Though the real reason for the about face is known only in the secretive halls of the royal palace, consider this:

Saudi Arabia has held the mantle as the world leader in oil for decades, and has largely enjoyed veto power on all things concerning oil. However, since 2014, it has waged a losing battle against the U.S. shale oil drillers, who are phenomenally more resilient than anyone expected.

The first signs of the shale producer vulnerability are now, however, becoming visible, with oil production in the U.S. dropping below 9 million barrels a day—the lowest in 18 months. If oil prices continue to remain below $40 per barrel, a few more shale oil producers will fall by the wayside.

But if crude prices rise above $50 per barrel, the shale producers have made their intentions clear, that they will be back in business.

If Saudi Arabia had accepted the deal, oil prices would have jumped to $50/b, giving the shale oil industry a new lease on life. Shale producers would have started pumping at a frantic pace, increasing the glut and pushing oil prices back down.

This whole exercise would permanently dent Saudi Arabia’s reputation as the leading oil player. The baton would have passed to the shale oil drillers—an event that the Saudis simply cannot allow.

With Iran’s return post-sanctions, Saudi Arabia’s leadership in OPEC is under threat. By scuttling the meeting, Saudi Arabia has asserted its supremacy and reminded the OPEC nations just how much power the Saudis still wield.
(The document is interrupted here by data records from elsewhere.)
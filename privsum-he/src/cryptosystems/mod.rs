/// Implementation of the Paillier cryptosystem.
pub mod paillier;
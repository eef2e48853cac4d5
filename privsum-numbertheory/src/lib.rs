use privsum_traits::randomness::{GeneralRng, SecureRng};
use rug::Integer;
use std::ops::Rem;

const REPS: u32 = 25;

/// The primes below 31. Checking divisibility by these catches most composite candidates before
/// the first Miller-Rabin exponentiation.
const SMALL_PRIMES: [u32; 10] = [2, 3, 5, 7, 11, 13, 17, 19, 23, 29];

/// Checks whether `candidate` is prime using `rounds` rounds of the Miller-Rabin test, after
/// trial division by the primes below 31. A prime is never rejected; a composite number is
/// accepted with probability at most $4^{-rounds}$. The witnesses are drawn uniformly from
/// $[2, n - 2]$ using `rng`.
pub fn is_probable_prime<R: SecureRng>(
    candidate: &Integer,
    rounds: u32,
    rng: &mut GeneralRng<R>,
) -> bool {
    if *candidate < 2 {
        return false;
    }

    for prime in SMALL_PRIMES.iter() {
        if *candidate == *prime {
            return true;
        }

        if candidate.is_divisible_u(*prime) {
            return false;
        }
    }

    // Write candidate - 1 as 2^s * d with d odd
    let minus_one = Integer::from(candidate - 1);
    let s = minus_one.find_one(0).unwrap();
    let d = Integer::from(&minus_one >> s);

    let upper = Integer::from(candidate - 3);

    'witnesses: for _ in 0..rounds {
        let base: Integer = Integer::from(upper.random_below_ref(&mut rng.rug_rng())) + 2;

        let mut x = Integer::from(base.pow_mod_ref(&d, candidate).unwrap());

        if x == 1 || x == minus_one {
            continue;
        }

        for _ in 0..(s - 1) {
            x = x.square().rem(candidate);

            if x == minus_one {
                continue 'witnesses;
            }
        }

        return false;
    }

    true
}

/// Generates a uniformly random prime number of a given bit length. So, the number contains
/// `bit_length` bits, of which the first and the last bit are always 1.
pub fn gen_prime<R: SecureRng>(bit_length: u32, rng: &mut GeneralRng<R>) -> Integer {
    loop {
        let mut candidate = Integer::from(Integer::random_bits(bit_length, &mut rng.rug_rng()));

        let set_bits = (Integer::from(1) << (bit_length - 1)) + Integer::from(1);
        candidate |= set_bits;

        if is_probable_prime(&candidate, REPS, rng) {
            return candidate;
        }
    }
}

/// Generates a uniformly random *safe* prime number of a given bit length. This is a prime $p$ of
/// the form $p = 2q + 1$, where $q$ is a smaller prime.
pub fn gen_safe_prime<R: SecureRng>(bit_length: u32, rng: &mut GeneralRng<R>) -> Integer {
    loop {
        let mut candidate = gen_prime(bit_length - 1, rng);

        candidate <<= 1;
        candidate |= Integer::from(1);

        // A safe prime larger than 7 is always 2 mod 3
        if candidate.mod_u(3) != 2 {
            continue;
        }

        if is_probable_prime(&candidate, REPS, rng) {
            return candidate;
        }
    }
}

/// Generates a uniformly random RSA modulus, which is the product of two distinct primes $p$ and
/// $q$ of equal bit length. This method returns both the modulus and $\lambda$, which is the
/// least common multiple of $p - 1$ and $q - 1$.
pub fn gen_rsa_modulus<R: SecureRng>(
    bit_length: u32,
    rng: &mut GeneralRng<R>,
) -> (Integer, Integer) {
    let p = gen_prime(bit_length / 2, rng);
    let mut q = gen_prime(bit_length / 2, rng);

    while q == p {
        q = gen_prime(bit_length / 2, rng);
    }

    let n = Integer::from(&p * &q);

    let lambda: Integer = (p - Integer::from(1)).lcm(&(q - Integer::from(1)));

    (n, lambda)
}

/// Generates a uniformly random coprime $x$ to the `other` integer $y$. This means that
/// $\gcd(x, y) = 1$.
pub fn gen_coprime<R: SecureRng>(other: &Integer, rng: &mut GeneralRng<R>) -> Integer {
    loop {
        let candidate = Integer::from(other.random_below_ref(&mut rng.rug_rng()));

        if Integer::from(candidate.gcd_ref(other)) == 1 {
            return candidate;
        }
    }
}
use crate::randomness::{GeneralRng, SecureRng};
use crate::security::BitsOfSecurity;
use crate::{EncryptionError, KeyGenerationError};
use std::fmt::Debug;

/// An asymmetric cryptosystem is a system of methods to encrypt plaintexts into ciphertexts, and
/// decrypt those ciphertexts back into plaintexts. Anyone who has access to the public key can
/// perform encryptions, but only those with the secret key can decrypt.
///
/// The struct that implements an `AsymmetricCryptosystem` holds the general parameters of that
/// cryptosystem. Depending on the cryptosystem, those parameters could play an important role in
/// deciding the level of security. As such, each cryptosystem should clearly indicate these.
pub trait AsymmetricCryptosystem {
    /// The public key, used for encrypting and for homomorphically combining ciphertexts.
    type PublicKey: EncryptionKey;
    /// The secret key, used only for decrypting.
    type SecretKey: DecryptionKey<Self::PublicKey>;

    /// Sets up an instance of this cryptosystem with parameters satisfying the security
    /// parameter.
    fn setup(security_param: &BitsOfSecurity) -> Self;

    /// Generates a public and secret key pair using a cryptographic RNG. When the generated
    /// parameters turn out to be unusable this fails as a whole, without returning any key
    /// material.
    fn generate_keys<R: SecureRng>(
        &self,
        rng: &mut GeneralRng<R>,
    ) -> Result<(Self::PublicKey, Self::SecretKey), KeyGenerationError>;
}

/// The encryption key.
pub trait EncryptionKey: Sized + Debug + PartialEq {
    /// The type of the constants that ciphertexts can be homomorphically combined with.
    type Input;
    /// The type of the plaintexts to be encrypted.
    type Plaintext;
    /// The type of an encrypted plaintext.
    type Ciphertext: Associable<Self>;

    /// Encrypt the plaintext using the public key and a cryptographic RNG, and immediately
    /// associate the resulting ciphertext with the public key.
    fn encrypt<'pk, R: SecureRng>(
        &'pk self,
        plaintext: &Self::Plaintext,
        rng: &mut GeneralRng<R>,
    ) -> Result<AssociatedCiphertext<'pk, Self::Ciphertext, Self>, EncryptionError> {
        Ok(self.encrypt_raw(plaintext, rng)?.associate(self))
    }

    /// Encrypt the plaintext using the public key and a cryptographic RNG. Rejects plaintexts
    /// that fall outside the message space rather than silently reducing them into it.
    fn encrypt_raw<R: SecureRng>(
        &self,
        plaintext: &Self::Plaintext,
        rng: &mut GeneralRng<R>,
    ) -> Result<Self::Ciphertext, EncryptionError>;
}

/// The decryption key.
pub trait DecryptionKey<PK: EncryptionKey> {
    /// Decrypt the ciphertext using the secret key and the public key it is associated with.
    fn decrypt<'pk>(
        &self,
        ciphertext: &AssociatedCiphertext<'pk, PK::Ciphertext, PK>,
    ) -> PK::Plaintext {
        self.decrypt_raw(ciphertext.public_key, &ciphertext.ciphertext)
    }

    /// Decrypt the ciphertext using the secret key and its related public key. Decryption never
    /// fails on a ciphertext produced under the same key pair; a ciphertext from a different key
    /// pair decrypts to an unrelated value.
    fn decrypt_raw(&self, public_key: &PK, ciphertext: &PK::Ciphertext) -> PK::Plaintext;
}

/// A ciphertext that carries a reference to the public key it was created under. Homomorphic
/// operations are only exposed on associated ciphertexts, so ciphertexts that belong to different
/// key pairs cannot be combined by accident.
#[derive(PartialEq, Debug)]
pub struct AssociatedCiphertext<'pk, C: Associable<PK>, PK: EncryptionKey<Ciphertext = C>> {
    /// The underlying ciphertext.
    pub ciphertext: C,
    /// The public key this ciphertext was produced under.
    pub public_key: &'pk PK,
}

/// Functionality to easily turn a ciphertext into an associated ciphertext.
pub trait Associable<PK: EncryptionKey<Ciphertext = Self>>: Sized {
    /// 'Enriches' a ciphertext by associating it with a corresponding public key. This allows
    /// overloading the operators for homomorphic operations.
    fn associate<'pk>(self, public_key: &'pk PK) -> AssociatedCiphertext<'pk, Self, PK> {
        AssociatedCiphertext {
            ciphertext: self,
            public_key,
        }
    }
}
The Saudis have ascertained their importance in the new cartel as well. They have not let Russia assume sole leadership, they have ensured that they remain at the centre of any decision making in the new cartel.

By voicing their objection to the meeting, Saudi Arabia has attempted to win back the leadership baton from American shale producers. It has shown the OPEC members that it still is the leader, thereby blocking Iran from challenging it, and finally, it has maintained its importance in the new bigger cartel, demanding an equal say in the scheme of things alongside Russia.

The Doha washout was the Saudi masterstroke to regain its importance. However, with many OPEC nations on the edge of collapse, the next OPEC meeting will confirm if the Saudi move was indeed a masterstroke, or if it was just a short-lived power grab.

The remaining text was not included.